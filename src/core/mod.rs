//! Core business logic: the asset model, tree building, valuation and the
//! dashboard state that ties them to the backend.

pub mod api;
pub mod asset;
pub mod config;
pub mod currency;
pub mod dashboard;
pub mod distribution;
pub mod error;
pub mod log;
pub mod mutation;
pub mod notice;
pub mod selection;
pub mod task;
pub mod transaction;
pub mod tree;
pub mod valuation;

// Re-export main types for cleaner imports
pub use currency::CurrencyRateProvider;
pub use dashboard::{Dashboard, ReloadOutcome};
pub use error::{ApiError, Result};
pub use tree::Forest;
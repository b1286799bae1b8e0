use super::ui;
use crate::App;
use crate::core::asset::AssetNode;
use crate::core::currency::CurrencyRateProvider;
use crate::core::tree::Forest;
use crate::core::valuation::{converted_total_value, total_value};
use anyhow::{Result, bail};
use comfy_table::Cell;

/// One rendered line of the tree with its converted subtree value.
pub struct TreeRow<'a> {
    pub depth: usize,
    pub node: &'a AssetNode,
    pub converted: f64,
}

pub async fn tree_rows<'a>(
    forest: &'a Forest,
    rates: &(dyn CurrencyRateProvider + Send + Sync),
    target_currency: &str,
) -> Vec<TreeRow<'a>> {
    let mut rows = Vec::with_capacity(forest.node_count());
    for (depth, node) in forest.iter() {
        let converted = converted_total_value(node, rates, target_currency).await;
        rows.push(TreeRow {
            depth,
            node,
            converted,
        });
    }
    rows
}

pub fn render_tree(rows: &[TreeRow<'_>], target_currency: &str) -> String {
    let mut table = ui::new_styled_table();
    table.set_header(vec![
        ui::header_cell("Asset"),
        ui::header_cell("ID"),
        ui::header_cell("Quantity"),
        ui::header_cell("Unit cost"),
        ui::header_cell("Price"),
        ui::header_cell("Value"),
        ui::header_cell(&format!("Value ({target_currency})")),
    ]);

    for row in rows {
        let node = row.node;
        let (_, icon) = node.asset_kind().display_info();
        let name = format!("{}{} {}", "  ".repeat(row.depth), icon, node.name);
        let currency = node.currency.clone().unwrap_or_default();
        let native_value = if node.is_group() {
            Some(total_value(node))
        } else {
            node.value
        };

        table.add_row(vec![
            Cell::new(name),
            Cell::new(&node.id),
            ui::format_optional_cell(node.quantity, |q| format!("{q:.2}")),
            ui::format_optional_cell(node.cost, |c| format!("{c:.2}{currency}")),
            ui::format_optional_cell(node.current_price, |p| format!("{p:.2}{currency}")),
            ui::format_optional_cell(native_value, |v| format!("{v:.2}")),
            ui::amount_cell(row.converted),
        ]);
    }

    table.to_string()
}

pub async fn run(app: &App) -> Result<()> {
    app.load_assets().await?;
    let forest = app.dashboard.forest().await;
    let target = app.target_currency();

    if forest.is_empty() {
        println!("{}", ui::style_text("No assets yet", ui::StyleType::Subtle));
        return Ok(());
    }

    let rows = tree_rows(&forest, app.rates.as_ref(), target).await;
    println!(
        "{}\n",
        ui::style_text(&format!("Assets of {}", app.config.user_id), ui::StyleType::Title)
    );
    println!("{}", render_tree(&rows, target));

    let total = app.dashboard.total(target).await;
    println!("\n{}", ui::total_line("Total Value", target, total));
    Ok(())
}

/// Prints the converted value of one node, or of the whole forest.
pub async fn run_value(app: &App, id: Option<&str>) -> Result<()> {
    app.load_assets().await?;
    let target = app.target_currency();

    let (label, value) = match id {
        None => ("Total Value".to_string(), app.dashboard.total(target).await),
        Some(id) => {
            let forest = app.dashboard.forest().await;
            let Some(node) = forest.find(id) else {
                bail!("Asset not found: {id}");
            };
            let value = converted_total_value(node, app.rates.as_ref(), target).await;
            (node.name.clone(), value)
        }
    };

    println!("{}", ui::total_line(&label, target, value));
    Ok(())
}

#[cfg(test)]
mod tests {
    use super::*;
    use crate::core::asset::{AssetRecord, GROUP};
    use crate::core::tree::build_tree;
    use async_trait::async_trait;

    struct DoubleRates;

    #[async_trait]
    impl CurrencyRateProvider for DoubleRates {
        async fn get_rate(&self, _from: &str, _to: &str) -> anyhow::Result<f64> {
            Ok(2.0)
        }
    }

    fn record(id: &str, parent: Option<&str>, kind: &str, ccy: &str) -> AssetRecord {
        AssetRecord {
            id: id.into(),
            kind: kind.into(),
            parent_id: parent.map(Into::into),
            name: format!("{id} name"),
            quantity: 10.0,
            unit_cost: 5.0,
            currency: ccy.into(),
            symbol: None,
            user_id: None,
            current_price: None,
        }
    }

    #[tokio::test]
    async fn rows_follow_the_tree_and_convert_values() {
        let forest = build_tree(&[
            record("g", None, GROUP, ""),
            record("usd", Some("g"), "stock", "USD"),
            record("cny", Some("g"), "cash", "CNY"),
        ]);

        let rows = tree_rows(&forest, &DoubleRates, "CNY").await;

        let summary: Vec<_> = rows
            .iter()
            .map(|r| (r.depth, r.node.id.as_str(), r.converted))
            .collect();
        // same-currency leaves skip the provider
        assert_eq!(summary, vec![(0, "g", 150.0), (1, "usd", 100.0), (1, "cny", 50.0)]);

        console::set_colors_enabled(false);
        let rendered = render_tree(&rows, "CNY");
        assert!(rendered.contains("Value (CNY)"));
        assert!(rendered.contains("usd name"));
        assert!(rendered.contains("150.00"));
    }
}
//! Works out which nodes make up the distribution breakdown and what share
//! each of them holds.
use crate::core::asset::AssetNode;
use crate::core::currency::CurrencyRateProvider;
use crate::core::selection::Selection;
use crate::core::tree::{Forest, find_node};
use crate::core::valuation::converted_total_value;
use tracing::debug;

pub const CHART_COLORS: [&str; 10] = [
    "#3b82f6", "#10b981", "#f59e0b", "#ef4444", "#8b5cf6", "#06b6d4", "#84cc16", "#f97316",
    "#ec4899", "#6366f1",
];

#[derive(Debug, Clone, PartialEq)]
pub struct DistributionEntry {
    pub name: String,
    pub value: f64,
    pub currency: String,
    pub color: &'static str,
    pub percentage: f64,
}

#[derive(Debug, Clone, Default, PartialEq)]
pub struct Distribution {
    pub entries: Vec<DistributionEntry>,
    pub total: f64,
    /// True when a selection narrowed the view
    pub filtered: bool,
}

/// Nodes participating in the breakdown for the given selection.
///
/// An empty selection yields the whole forest, a single selected group
/// yields its direct children, anything else yields the selected nodes in
/// selection order. Ids that do not resolve are skipped.
pub fn distribution_nodes<'a>(selection: &Selection, forest: &'a Forest) -> Vec<&'a AssetNode> {
    if selection.is_empty() {
        return forest.roots.iter().collect();
    }

    if selection.len() == 1 {
        if let Some(node) = selection
            .iter()
            .next()
            .and_then(|id| find_node(&forest.roots, id))
        {
            if node.is_group() {
                return node.children.iter().collect();
            }
        }
    }

    selection
        .iter()
        .filter_map(|id| find_node(&forest.roots, id))
        .collect()
}

/// Builds one slice per node, dropping those with a non-positive converted total.
pub async fn compute_distribution(
    nodes: &[&AssetNode],
    provider: &(dyn CurrencyRateProvider + Send + Sync),
    target_currency: &str,
) -> Distribution {
    let mut entries = Vec::new();
    let mut total = 0.0;

    for (index, node) in nodes.iter().enumerate() {
        let value = converted_total_value(node, provider, target_currency).await;
        if value <= 0.0 {
            debug!(node = %node.id, value, "Skipping non-positive slice");
            continue;
        }
        entries.push(DistributionEntry {
            name: node.name.clone(),
            value,
            currency: target_currency.to_string(),
            color: CHART_COLORS[index % CHART_COLORS.len()],
            percentage: 0.0,
        });
        total += value;
    }

    for entry in &mut entries {
        entry.percentage = if total > 0.0 {
            entry.value / total * 100.0
        } else {
            0.0
        };
    }

    Distribution {
        entries,
        total,
        filtered: false,
    }
}

#[cfg(test)]
mod tests {
    use super::*;
    use crate::core::asset::{AssetRecord, GROUP};
    use crate::core::tree::build_tree;
    use anyhow::Result;
    use async_trait::async_trait;

    struct FixedRateProvider(f64);

    #[async_trait]
    impl CurrencyRateProvider for FixedRateProvider {
        async fn get_rate(&self, _from: &str, _to: &str) -> Result<f64> {
            Ok(self.0)
        }
    }

    fn record(id: &str, parent: Option<&str>, kind: &str, value: f64) -> AssetRecord {
        AssetRecord {
            id: id.into(),
            kind: kind.into(),
            parent_id: parent.map(Into::into),
            name: id.to_uppercase(),
            quantity: 1.0,
            unit_cost: value,
            currency: "CNY".into(),
            symbol: None,
            user_id: None,
            current_price: None,
        }
    }

    // A(group, children=[B, C]), D
    fn forest() -> Forest {
        build_tree(&[
            record("a", None, GROUP, 0.0),
            record("b", Some("a"), "stock", 30.0),
            record("c", Some("a"), "stock", 10.0),
            record("d", None, "cash", 60.0),
        ])
    }

    fn ids(nodes: &[&AssetNode]) -> Vec<String> {
        nodes.iter().map(|n| n.id.clone()).collect()
    }

    #[test]
    fn test_empty_selection_returns_whole_forest() {
        let forest = forest();
        let nodes = distribution_nodes(&Selection::new(), &forest);
        assert_eq!(ids(&nodes), vec!["a", "d"]);
    }

    #[test]
    fn test_single_group_selection_drills_down() {
        let forest = forest();
        let selection: Selection = ["a"].into_iter().collect();
        assert_eq!(ids(&distribution_nodes(&selection, &forest)), vec!["b", "c"]);
    }

    #[test]
    fn test_single_leaf_selection_returns_leaf() {
        let forest = forest();
        let selection: Selection = ["c"].into_iter().collect();
        assert_eq!(ids(&distribution_nodes(&selection, &forest)), vec!["c"]);
    }

    #[test]
    fn test_multi_selection_keeps_selection_order() {
        let forest = forest();
        let selection: Selection = ["d", "b", "missing"].into_iter().collect();
        assert_eq!(ids(&distribution_nodes(&selection, &forest)), vec!["d", "b"]);
    }

    #[tokio::test]
    async fn test_percentages_over_included_slices() {
        let forest = build_tree(&[
            record("a", None, GROUP, 0.0),
            record("b", Some("a"), "stock", 30.0),
            record("d", None, "cash", 10.0),
            record("e", None, GROUP, 0.0),
        ]);
        let nodes = distribution_nodes(&Selection::new(), &forest);
        let dist = compute_distribution(&nodes, &FixedRateProvider(2.0), "USD").await;

        assert_eq!(dist.entries.len(), 2);
        assert_eq!(dist.total, 80.0);
        assert_eq!(dist.entries[0].name, "A");
        assert_eq!(dist.entries[0].value, 60.0);
        assert_eq!(dist.entries[0].percentage, 75.0);
        assert_eq!(dist.entries[0].currency, "USD");
        assert_eq!(dist.entries[1].percentage, 25.0);
        assert_eq!(dist.entries[0].color, CHART_COLORS[0]);
        // forest order is a, e, d; e is dropped but still consumes its color slot
        assert_eq!(dist.entries[1].color, CHART_COLORS[2]);
    }

    #[tokio::test]
    async fn test_no_positive_slices_gives_empty_distribution() {
        let forest = build_tree(&[record("e", None, GROUP, 0.0)]);
        let nodes = distribution_nodes(&Selection::new(), &forest);
        let dist = compute_distribution(&nodes, &FixedRateProvider(1.0), "CNY").await;
        assert!(dist.entries.is_empty());
        assert_eq!(dist.total, 0.0);
    }
}
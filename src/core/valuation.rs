//! Aggregate values over asset subtrees.
use crate::core::asset::AssetNode;
use crate::core::currency::{self, CurrencyRateProvider};
use futures::future::BoxFuture;
use futures::FutureExt;

/// Own leaf value plus every descendant's, in native units. Missing or
/// non-positive values contribute nothing.
pub fn total_value(node: &AssetNode) -> f64 {
    let own = if node.is_group() {
        0.0
    } else {
        node.value.filter(|v| *v > 0.0).unwrap_or(0.0)
    };
    own + node.children.iter().map(total_value).sum::<f64>()
}

/// Converted value of a single leaf; groups are worth 0 on their own.
pub async fn converted_leaf_value(
    node: &AssetNode,
    provider: &(dyn CurrencyRateProvider + Send + Sync),
    target_currency: &str,
) -> f64 {
    match node.value {
        Some(value) if value > 0.0 && !node.is_group() => {
            currency::convert(provider, value, node.currency_or_default(), target_currency).await
        }
        _ => 0.0,
    }
}

/// Subtree total with every leaf converted into `target_currency` first.
pub fn converted_total_value<'a>(
    node: &'a AssetNode,
    provider: &'a (dyn CurrencyRateProvider + Send + Sync),
    target_currency: &'a str,
) -> BoxFuture<'a, f64> {
    async move {
        let mut total = converted_leaf_value(node, provider, target_currency).await;
        for child in &node.children {
            total += converted_total_value(child, provider, target_currency).await;
        }
        total
    }
    .boxed()
}
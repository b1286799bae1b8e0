use super::ui;
use crate::App;
use crate::core::distribution::Distribution;
use anyhow::Result;
use comfy_table::{Cell, Color};

/// Maps a palette hex color onto the terminal.
fn swatch(hex: &str) -> Cell {
    let rgb = hex.strip_prefix('#').and_then(|h| {
        let value = u32::from_str_radix(h, 16).ok()?;
        Some(((value >> 16) as u8, (value >> 8) as u8, value as u8))
    });
    match rgb {
        Some((r, g, b)) => Cell::new("■").fg(Color::Rgb { r, g, b }),
        None => Cell::new(" "),
    }
}

pub fn render_distribution(distribution: &Distribution) -> String {
    if distribution.entries.is_empty() {
        return ui::style_text("Nothing to show", ui::StyleType::Subtle);
    }

    let currency = distribution
        .entries
        .first()
        .map(|e| e.currency.as_str())
        .unwrap_or_default();

    let mut table = ui::new_styled_table();
    table.set_header(vec![
        ui::header_cell(""),
        ui::header_cell("Asset"),
        ui::header_cell(&format!("Value ({currency})")),
        ui::header_cell("Share"),
    ]);
    for entry in &distribution.entries {
        table.add_row(vec![
            swatch(entry.color),
            Cell::new(&entry.name),
            ui::amount_cell(entry.value),
            ui::format_percentage_cell(entry.percentage),
        ]);
    }

    let title = if distribution.filtered {
        "Distribution (selection)"
    } else {
        "Distribution"
    };
    format!(
        "{}\n\n{}\n\n{}",
        ui::style_text(title, ui::StyleType::Title),
        table,
        ui::total_line("Total", currency, distribution.total)
    )
}

pub async fn run(app: &App, select: &[String]) -> Result<()> {
    app.load_assets().await?;
    for id in select {
        app.dashboard.select(id.as_str());
    }
    let distribution = app.dashboard.distribution(app.target_currency()).await;
    println!("{}", render_distribution(&distribution));
    Ok(())
}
--
§ **What needs to be done**
Repeat every line exactly, starting with the first line of the entries, and stop once the line containing "let (_, icon)" has been given.

§ **Output for this exercise**
filename src/core/mod.rs
//! Core business logic: the asset model, tree building, valuation and the
//! dashboard state that ties them to the backend.

pub mod api;
pub mod asset;
pub mod config;
pub mod currency;
pub mod dashboard;
pub mod distribution;
pub mod error;
pub mod log;
pub mod mutation;
pub mod notice;
pub mod selection;
pub mod task;
pub mod transaction;
pub mod tree;
pub mod valuation;

// Re-export main types for cleaner imports
pub use currency::CurrencyRateProvider;
pub use dashboard::{Dashboard, ReloadOutcome};
pub use error::{ApiError, Result};
pub use tree::Forest;
repository b1286799bae1b8e0
use super::ui;
use crate::App;
use crate::core::asset::AssetNode;
use crate::core::currency::CurrencyRateProvider;
use crate::core::tree::Forest;
use crate::core::valuation::{converted_total_value, total_value};
use anyhow::{Result, bail};
use comfy_table::Cell;

/// One rendered line of the tree with its converted subtree value.
pub struct TreeRow<'a> {
    pub depth: usize,
    pub node: &'a AssetNode,
    pub converted: f64,
}

pub async fn tree_rows<'a>(
    forest: &'a Forest,
    rates: &(dyn CurrencyRateProvider + Send + Sync),
    target_currency: &str,
) -> Vec<TreeRow<'a>> {
    let mut rows = Vec::with_capacity(forest.node_count());
    for (depth, node) in forest.iter() {
        let converted = converted_total_value(node, rates, target_currency).await;
        rows.push(TreeRow {
            depth,
            node,
            converted,
        });
    }
    rows
}

pub fn render_tree(rows: &[TreeRow<'_>], target_currency: &str) -> String {
    let mut table = ui::new_styled_table();
    table.set_header(vec![
        ui::header_cell("Asset"),
        ui::header_cell("ID"),
        ui::header_cell("Quantity"),
        ui::header_cell("Unit cost"),
        ui::header_cell("Price"),
        ui::header_cell("Value"),
        ui::header_cell(&format!("Value ({target_currency})")),
    ]);

    for row in rows {
        let node = row.node;
        let (_, icon) = node.asset_kind().display_info();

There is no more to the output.